BAB II LANDASAN TEORI 2.1 Pajak 2.1.1
Definisi Pajak Definisi pajak menurut Undang-Undang KUP No.28 Tahun 2007 menyatakan:
“Pajak adalah iuran rakyat kepada kas negara berdasarkan undang-undang (yang dapat dipaksakan) dengan tiada mendapat jasa timbal yang langsung dapat ditunjukkan dan yang digunakan untuk membayar pengeluaran umum.” Menurut Rochmat Soemitro (Mardiasmo, 2008:1), pajak didefinisikan sebagai berikut:“Pajak adalah iuran rakyat kepada kas negara berdasarkan undang-undang (yang dapat dipaksakan) dengan tidk mendapat jasa timbal balik (kontraprestasi) yang langsung dapat ditunjukkan, dan yang digunakan untuk membayar pengeluaran umum.” Menurut S. I. Djajadiningrat (Siti Resmi, 2013), menyatakan bahwa: “Pajak sebagai suatu kewajiban menyerahkan sebagian daripada kekayaan kepada negara disebabkan oleh suatu keadaan, kejadian dan perbuatan yang memberikan kedudukan tertentu, tetapi bukan sebagai hukuman menurut peraturan-peraturan yang ditetapkan pemerintah serta dapat dipaksakan, tetapi tidak ada jasa balik dari negara secara langsung, untuk memelihara kesejahteraan umum.” Menurut N. J. Feldman, pajak didefinisikan sebagai berikut: “Pajak adalah prestasi yang dipaksakan sepihak oleh dan terutang kepada penguasa (menurut normanorma yang ditetapkannya secara umum), tanpa adanya kontraprestasi, dan semata-mata digunakan untuk menutup pengeluaran-pengeluaran umum” Pajak dapat didefinisikan sebagai konstribusi wajib kepada negara sebagai sebuah entitas atau pribadi yang ditegakkan dibawah direktorat tertentu.
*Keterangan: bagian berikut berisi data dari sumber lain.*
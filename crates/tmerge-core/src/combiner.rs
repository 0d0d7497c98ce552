//! Combines same-shape tables parsed from several source files

use crate::error::{Error, Result};
use crate::parser::{decode, parse_delimited, ParseOptions};
use crate::report::SkippedFile;
use crate::source::{file_name, SourceFile};
use crate::table::{Row, TidyTable};
use serde::{Deserialize, Serialize};
use tracing::{debug, warn};

/// Picks a file's delimiter from its name, before anything is parsed
#[derive(Debug, Clone, PartialEq, Eq, Serialize, Deserialize)]
pub struct DelimiterPolicy {
    /// Delimiter for files no rule matches
    pub default: char,
    /// First matching rule wins
    #[serde(default)]
    pub rules: Vec<DelimiterRule>,
}

/// Files whose name contains `contains` use `delimiter`
#[derive(Debug, Clone, PartialEq, Eq, Serialize, Deserialize)]
pub struct DelimiterRule {
    pub contains: String,
    pub delimiter: char,
}

impl Default for DelimiterPolicy {
    fn default() -> Self {
        Self {
            default: ',',
            rules: Vec::new(),
        }
    }
}

impl DelimiterPolicy {
    /// A policy that always answers `delimiter`
    pub fn fixed(delimiter: char) -> Self {
        Self {
            default: delimiter,
            rules: Vec::new(),
        }
    }

    pub fn with_rule(mut self, contains: impl Into<String>, delimiter: char) -> Self {
        self.rules.push(DelimiterRule {
            contains: contains.into(),
            delimiter,
        });
        self
    }

    /// Delimiter for the named file, judged by its last path segment
    pub fn delimiter_for(&self, name: &str) -> char {
        let name = file_name(name);
        self.rules
            .iter()
            .find(|rule| name.contains(&rule.contains))
            .map(|rule| rule.delimiter)
            .unwrap_or(self.default)
    }
}

/// Convert a configured delimiter into the single byte the csv reader wants
pub fn delimiter_byte(delimiter: char, file_name: &str) -> Result<u8> {
    u8::try_from(delimiter)
        .ok()
        .filter(u8::is_ascii)
        .ok_or_else(|| Error::CsvParse {
            name: file_name.to_string(),
            message: format!("delimiter '{}' is not a single ASCII byte", delimiter),
        })
}

/// Rows gathered from every file that parsed, plus the files that did not
#[derive(Debug, Clone, PartialEq)]
pub struct Combined {
    pub table: TidyTable,
    pub skipped: Vec<SkippedFile>,
}

/// Text of several files joined with the repeated headers removed
#[derive(Debug, Clone, PartialEq, Eq)]
pub struct Concatenated {
    /// Joined text; empty when no file could be read
    pub text: String,
    /// Files that contributed
    pub files: usize,
    pub skipped: Vec<SkippedFile>,
}

/// Parse every file and stack the rows into one table.
///
/// A file that fails to decode or parse is skipped and recorded; it never
/// stops the others. The first file that parses fixes the column order and
/// later files are realigned to it by column name. A file whose column set
/// differs is skipped. No usable file gives an empty table, not an error.
pub fn combine<'a>(
    files: impl IntoIterator<Item = &'a SourceFile>,
    policy: &DelimiterPolicy,
    quoting: bool,
) -> Combined {
    let mut combined: Option<TidyTable> = None;
    let mut skipped = Vec::new();

    for file in files {
        let table = match parse_source_file(file, policy, quoting) {
            Ok(table) => table,
            Err(e) => {
                warn!(file = %file.name, error = %e, "skipping unreadable file");
                skipped.push(SkippedFile::new(&file.name, e.to_string()));
                continue;
            }
        };

        match combined.as_mut() {
            None => {
                debug!(file = %file.name, rows = table.row_count(), "first table fixes columns");
                combined = Some(table);
            }
            Some(acc) => match realign(&table, acc) {
                Ok(rows) => {
                    debug!(file = %file.name, rows = rows.len(), "appending rows");
                    acc.rows.extend(rows);
                }
                Err(e) => {
                    warn!(file = %file.name, error = %e, "skipping file with different columns");
                    skipped.push(SkippedFile::new(&file.name, e.to_string()));
                }
            },
        }
    }

    let table = combined.unwrap_or_else(|| TidyTable::new("combined"));
    Combined { table, skipped }
}

fn parse_source_file(file: &SourceFile, policy: &DelimiterPolicy, quoting: bool) -> Result<TidyTable> {
    let delimiter = delimiter_byte(policy.delimiter_for(&file.name), &file.name)?;
    let content = decode(&file.name, &file.bytes)?;
    parse_delimited(&content, &file.name, ParseOptions { delimiter, quoting })
}

/// Reorder `table`'s cells into `target`'s column order
fn realign(table: &TidyTable, target: &TidyTable) -> Result<Vec<Row>> {
    if table.column_count() != target.column_count() {
        return Err(Error::CsvParse {
            name: table.source.clone(),
            message: format!(
                "expected {} columns like '{}', found {}",
                target.column_count(),
                target.source,
                table.column_count()
            ),
        });
    }

    let order: Vec<usize> = target
        .columns
        .iter()
        .map(|c| table.column_index(&c.name))
        .collect::<Result<_>>()?;

    Ok(table
        .rows
        .iter()
        .map(|row| Row::new(order.iter().map(|&i| row.cells[i].clone()).collect()))
        .collect())
}

/// Join files line by line, keeping only the first header line written.
///
/// Every file's first line is its header; an empty file has none and does
/// not use up the header slot.
pub fn concat_text<'a>(files: impl IntoIterator<Item = &'a SourceFile>) -> Concatenated {
    let mut text = String::new();
    let mut contributed = 0;
    let mut header_written = false;
    let mut skipped = Vec::new();

    for file in files {
        let content = match decode(&file.name, &file.bytes) {
            Ok(content) => content,
            Err(e) => {
                warn!(file = %file.name, error = %e, "skipping undecodable file");
                skipped.push(SkippedFile::new(&file.name, e.to_string()));
                continue;
            }
        };

        let mut lines = content.lines();
        if let Some(header) = lines.next() {
            if !header_written {
                text.push_str(header);
                text.push('\n');
                header_written = true;
            }
        }
        for line in lines {
            text.push_str(line);
            text.push('\n');
        }
        contributed += 1;
    }

    Concatenated {
        text,
        files: contributed,
        skipped,
    }
}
Pembayar pajak tidak akan mendapatkan penghargaan atau keuntungan secara langsung dan pembayaran pajak tersebut akan digunakan untuk kegiatan finansial pemerintah dan untuk mendapatkan fasilitas umum. Berdasarkan beberapa pengertian diatas, dapat disimpulkan bahwa pajak merupakan kewajiban yang dikenakan kepada orang atau badan yang telah memenuhi
persyaratan kepada suatu negara dengan tujuan untuk memenuhi kepentingan maupun kesejahteraan masyarakat luas. 2.1.2
Fungsi Pajak Menurut Siti Resmi (2013), pajak memiliki beberapa fungsi, yaitu: 1. Fungsi Budgeter (Sumber Keuangan Negara) Pajak memiliki fungsi budgeter sebagai sumber dana bagi pemerintah untuk membiayai pengeluaran-pengeluarannya baik pengeluaran secara rutin maupun pengeluaran untuk pembangunan. Dalam pajak sebagai sumber keuangan negara, maka pemerintah terus berupaya dalam memaksimalkan penerimaan negara. Jadi, pajak merupakan sektor penerimaan negara yang penting karena dengan pajak inilah negara (pemerintah) dapat membiayai pengeluaranpengeluaran umum yang bertujuan untuk mensejahterakan masyarakat, sehingga besar kecilnya penerimaan negara ditentukan oleh besar kecilnya penerimaan dari sektor pajak.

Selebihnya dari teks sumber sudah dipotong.